S. “Ah dear boy! know you not that to those who have been initiated, and, as they say in the mysteries, twice born, Prometheus is always unbound, and stands ready to assist them; while to those who are self-willed and conceited of their own opinions, he is removed to an inaccessible distance, and chained in icy fetters on untrodden mountain-peaks, where the vulture ever devours his fair heart, which sympathises continually with the follies and the sorrows of mankind? Of what punishment, then, must not those be worthy, who by their own wilfulness and self-confidence bind again to Caucasus the fair Titan, the friend of men?”
“By Apollo!” said Alcibiades, “this language is more fit for the tripod in Delphos, than for the bema in the Pnyx. So fare-thee-well, thou Pythoness! I must go and con over my oration, at least if thy prophesying has not altogether addled my thoughts.”
But I, as soon as Alcibiades was gone, for I was ashamed to speak before, turning to Socrates said to him, all but weeping:
“Oh Socrates, what cruel words are these which you have spoken? Are you not ashamed to talk thus contemptuously to one like me, even though he be younger and less cunning in argument than yourself; knowing as you do, how, when I might have grown rich in my native city of Rhodes, and marrying there, as my father purposed, a wealthy merchant’s heiress, so have passed my life delicately, receiving the profits of many ships and warehouses, I yet preferred Truth beyond riches; and leaving my father’s house, came to Athens in search of wisdom, dissipating my patrimony upon one sophist after another, listening greedily to Hippias, and Polus, and Gorgias, and Protagoras, and last of all to you, hard-hearted man that you are? For from my youth I loved and longed after nothing so much as Truth, whatsoever it may be; thinking nothing so noble as to know that which is Right, and knowing it, to do it. And that longing, or love of mine, which is what I suppose Protagoras meant by the spirit of truth, I cherished as the fairest and most divine possession, and that for which alone it was worth while to live. For it seemed to me, that even if in my search I never attained to truth, still it were better to die seeking, than not to seek; and that even if acting by what I considered to be the spirit of truth, and doing honestly in every case that which seemed right, I should often, acting on a false conviction, offend in ignorance against the absolute righteousness of the gods, yet that such an offence was deserving, if not of praise for its sincerity, yet at least of pity and forgiveness; but by no means to be classed, as you class it, with the appetites of brutes; much less to be threatened, as you threaten it, with infinite and eternal misery by I know not what necessary laws of Zeus, and to be put off at last with some myth or other about Prometheus. Surely your mother bare you a scoffer and pitiless, Socrates, and not, as you boast, a man-midwife fit for fair youths.”

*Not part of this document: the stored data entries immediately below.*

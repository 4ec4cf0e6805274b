//! Circuit breaker guarding the durable store
//!
//! One instance per guarded connection pool. All state lives behind a single
//! mutex, so concurrent callers observe transitions atomically; in
//! particular only one caller can perform the open-to-half-open move and
//! initiate the recovery probe.

use std::future::Future;
use std::sync::{Mutex, MutexGuard, PoisonError};
use std::time::Instant;

use tracing::{debug, info, warn};

use crate::domain::breaker::{BreakerSnapshot, CircuitBreakerConfig, CircuitState, FailureKind};
use crate::domain::DomainError;

#[derive(Debug)]
struct BreakerInner {
    state: CircuitState,
    failure_count: u32,
    success_count: u32,
    last_failure_at: Option<Instant>,
    resource_limit_seen: u32,
}

impl BreakerInner {
    fn new() -> Self {
        Self {
            state: CircuitState::Closed,
            failure_count: 0,
            success_count: 0,
            last_failure_at: None,
            resource_limit_seen: 0,
        }
    }
}

/// Three-state guard for operations against a failing-prone resource
#[derive(Debug)]
pub struct CircuitBreaker {
    config: CircuitBreakerConfig,
    inner: Mutex<BreakerInner>,
}

impl CircuitBreaker {
    pub fn new(config: CircuitBreakerConfig) -> Self {
        Self {
            config,
            inner: Mutex::new(BreakerInner::new()),
        }
    }

    fn lock(&self) -> MutexGuard<'_, BreakerInner> {
        self.inner.lock().unwrap_or_else(PoisonError::into_inner)
    }

    /// Whether calls should currently be rejected
    ///
    /// In the open state this also performs the open-to-half-open
    /// transition once the open timeout has elapsed; the decision happens
    /// under the lock so exactly one caller starts the recovery probe.
    /// With `allow_retry`, a caller gets one attempt through a formally
    /// open circuit once the grace period since the last failure has
    /// passed; no transition happens on that path.
    pub fn is_open(&self, allow_retry: bool) -> bool {
        let mut inner = self.lock();

        match inner.state {
            CircuitState::Closed => false,
            CircuitState::HalfOpen => false,
            CircuitState::Open => {
                let elapsed = match inner.last_failure_at {
                    Some(at) => at.elapsed(),
                    // Open without a recorded failure cannot happen through
                    // the public API; recover rather than wedge shut
                    None => {
                        self.transition(&mut inner, CircuitState::HalfOpen);
                        return false;
                    }
                };

                if elapsed >= self.config.open_timeout {
                    self.transition(&mut inner, CircuitState::HalfOpen);
                    debug!(
                        elapsed_secs = elapsed.as_secs(),
                        "circuit probing recovery"
                    );
                    return false;
                }

                if allow_retry && elapsed >= self.config.retry_grace {
                    debug!("circuit open, allowing grace retry");
                    return false;
                }

                true
            }
        }
    }

    /// Run `operation` under the breaker
    ///
    /// Rejects with [`DomainError::CircuitOpen`] without touching the
    /// resource when the circuit is open; otherwise invokes the operation,
    /// records the outcome, and passes the result through unchanged.
    pub async fn guard<T, F, Fut>(&self, operation: &str, f: F) -> Result<T, DomainError>
    where
        F: FnOnce() -> Fut,
        Fut: Future<Output = Result<T, DomainError>>,
    {
        self.guard_inner(operation, false, f).await
    }

    /// Like [`guard`], but with the grace-period escape hatch for
    /// latency-sensitive critical operations
    ///
    /// [`guard`]: CircuitBreaker::guard
    pub async fn guard_with_retry<T, F, Fut>(&self, operation: &str, f: F) -> Result<T, DomainError>
    where
        F: FnOnce() -> Fut,
        Fut: Future<Output = Result<T, DomainError>>,
    {
        self.guard_inner(operation, true, f).await
    }

    async fn guard_inner<T, F, Fut>(
        &self,
        operation: &str,
        allow_retry: bool,
        f: F,
    ) -> Result<T, DomainError>
    where
        F: FnOnce() -> Fut,
        Fut: Future<Output = Result<T, DomainError>>,
    {
        if self.is_open(allow_retry) {
            let (state, since) = {
                let inner = self.lock();
                let since = inner
                    .last_failure_at
                    .map(|at| at.elapsed().as_secs())
                    .unwrap_or(0);
                (inner.state, since)
            };

            warn!(operation, state = state.as_str(), "circuit open, rejecting call");
            return Err(DomainError::circuit_open(state.as_str(), since));
        }

        match f().await {
            Ok(value) => {
                self.record_success();
                Ok(value)
            }
            Err(error) => {
                self.record_failure(&error);
                Err(error)
            }
        }
    }

    /// Record a successful call
    pub fn record_success(&self) {
        let mut inner = self.lock();

        match inner.state {
            CircuitState::HalfOpen => {
                inner.success_count += 1;

                if inner.success_count >= self.config.success_threshold {
                    inner.failure_count = 0;
                    inner.last_failure_at = None;
                    self.transition(&mut inner, CircuitState::Closed);
                    info!("circuit closed after successful recovery probe");
                }
            }
            CircuitState::Closed => {
                if inner.failure_count > 0 {
                    inner.failure_count = 0;
                }
            }
            // A grace retry can succeed while formally open; the probe
            // still has to go through half-open
            CircuitState::Open => {}
        }
    }

    /// Classify and record a failed call
    pub fn record_failure(&self, error: &DomainError) {
        match FailureKind::classify(error) {
            FailureKind::Configuration => {
                warn!(%error, "configuration error, not counted toward circuit");
                return;
            }
            FailureKind::Unclassified => {
                debug!(%error, "unclassified error, not counted toward circuit");
                return;
            }
            FailureKind::ResourceLimit => {
                let mut inner = self.lock();
                inner.resource_limit_seen += 1;

                if inner.resource_limit_seen % self.config.resource_limit_sample_rate != 0 {
                    debug!(
                        seen = inner.resource_limit_seen,
                        "resource-limit error sampled out"
                    );
                    return;
                }

                self.count_failure(&mut inner);
            }
            FailureKind::Connection => {
                let mut inner = self.lock();
                self.count_failure(&mut inner);
            }
        }
    }

    fn count_failure(&self, inner: &mut BreakerInner) {
        let now = Instant::now();

        // Stale failures in the closed state are forgotten after a quiet
        // period; the count restarts with this failure
        if inner.state == CircuitState::Closed {
            if let Some(last) = inner.last_failure_at {
                if last.elapsed() >= self.config.reset_timeout {
                    inner.failure_count = 0;
                }
            }
        }

        inner.failure_count += 1;
        inner.last_failure_at = Some(now);

        match inner.state {
            CircuitState::HalfOpen => {
                self.transition(inner, CircuitState::Open);
                warn!("recovery probe failed, circuit reopened");
            }
            CircuitState::Closed => {
                if inner.failure_count >= self.config.failure_threshold {
                    self.transition(inner, CircuitState::Open);
                    warn!(
                        failures = inner.failure_count,
                        "failure threshold reached, circuit opened"
                    );
                }
            }
            CircuitState::Open => {}
        }
    }

    /// Transition helper; success_count resets on every move into or out
    /// of half-open
    fn transition(&self, inner: &mut BreakerInner, to: CircuitState) {
        let from = inner.state;
        inner.state = to;
        inner.success_count = 0;

        debug!(from = from.as_str(), to = to.as_str(), "circuit state change");
    }

    /// Read-only view for observability; no side effects
    pub fn snapshot(&self) -> BreakerSnapshot {
        let inner = self.lock();
        let seconds_since_last_failure = inner.last_failure_at.map(|at| at.elapsed().as_secs());

        BreakerSnapshot {
            state: inner.state,
            failure_count: inner.failure_count,
            success_count: inner.success_count,
            seconds_since_last_failure,
            is_open: inner.state == CircuitState::Open,
        }
    }

    /// Manual operational reset back to closed
    pub fn reset(&self) {
        let mut inner = self.lock();
        *inner = BreakerInner::new();

        info!("circuit manually reset");
    }
}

Then, smiling sweetly, “Dear boy,” said he, “were I such as you fancy, how should I be here now, discoursing with you concerning truth, instead of conning my speech for the Pnyx, like Alcibiades, that I may become a demagogue, deceiving the mob with flattery, and win for myself houses, and lands, and gold, and slave-girls, and fame, and power, even to a tyranny itself? For in this way I might have made my tongue a profitable member of my body; but now, being hurried up and down in barren places, like one mad of love, from my longing after fair youths, I waste my speech on them; receiving, as is the wont of true lovers, only curses and ingratitude from their arrogance. But tell me, thou proud Adonis—This spirit of truth in thee, which thou thoughtest, and rightly, thy most noble possession—did it desire truth, or not?”
P. “But, Socrates, I told you that very thing, and said that it was a longing after truth, which I could not restrain or disobey.”
S. “Tell me now, does one long for that which one possesses, or for that which one does not possess?”
P. “For that which one does not possess.”
S. “And is one in love with that which is oneself, or with that which is not?”
P. “With that which is not oneself, thou mocker. We are not all, surely, like Narcissus?”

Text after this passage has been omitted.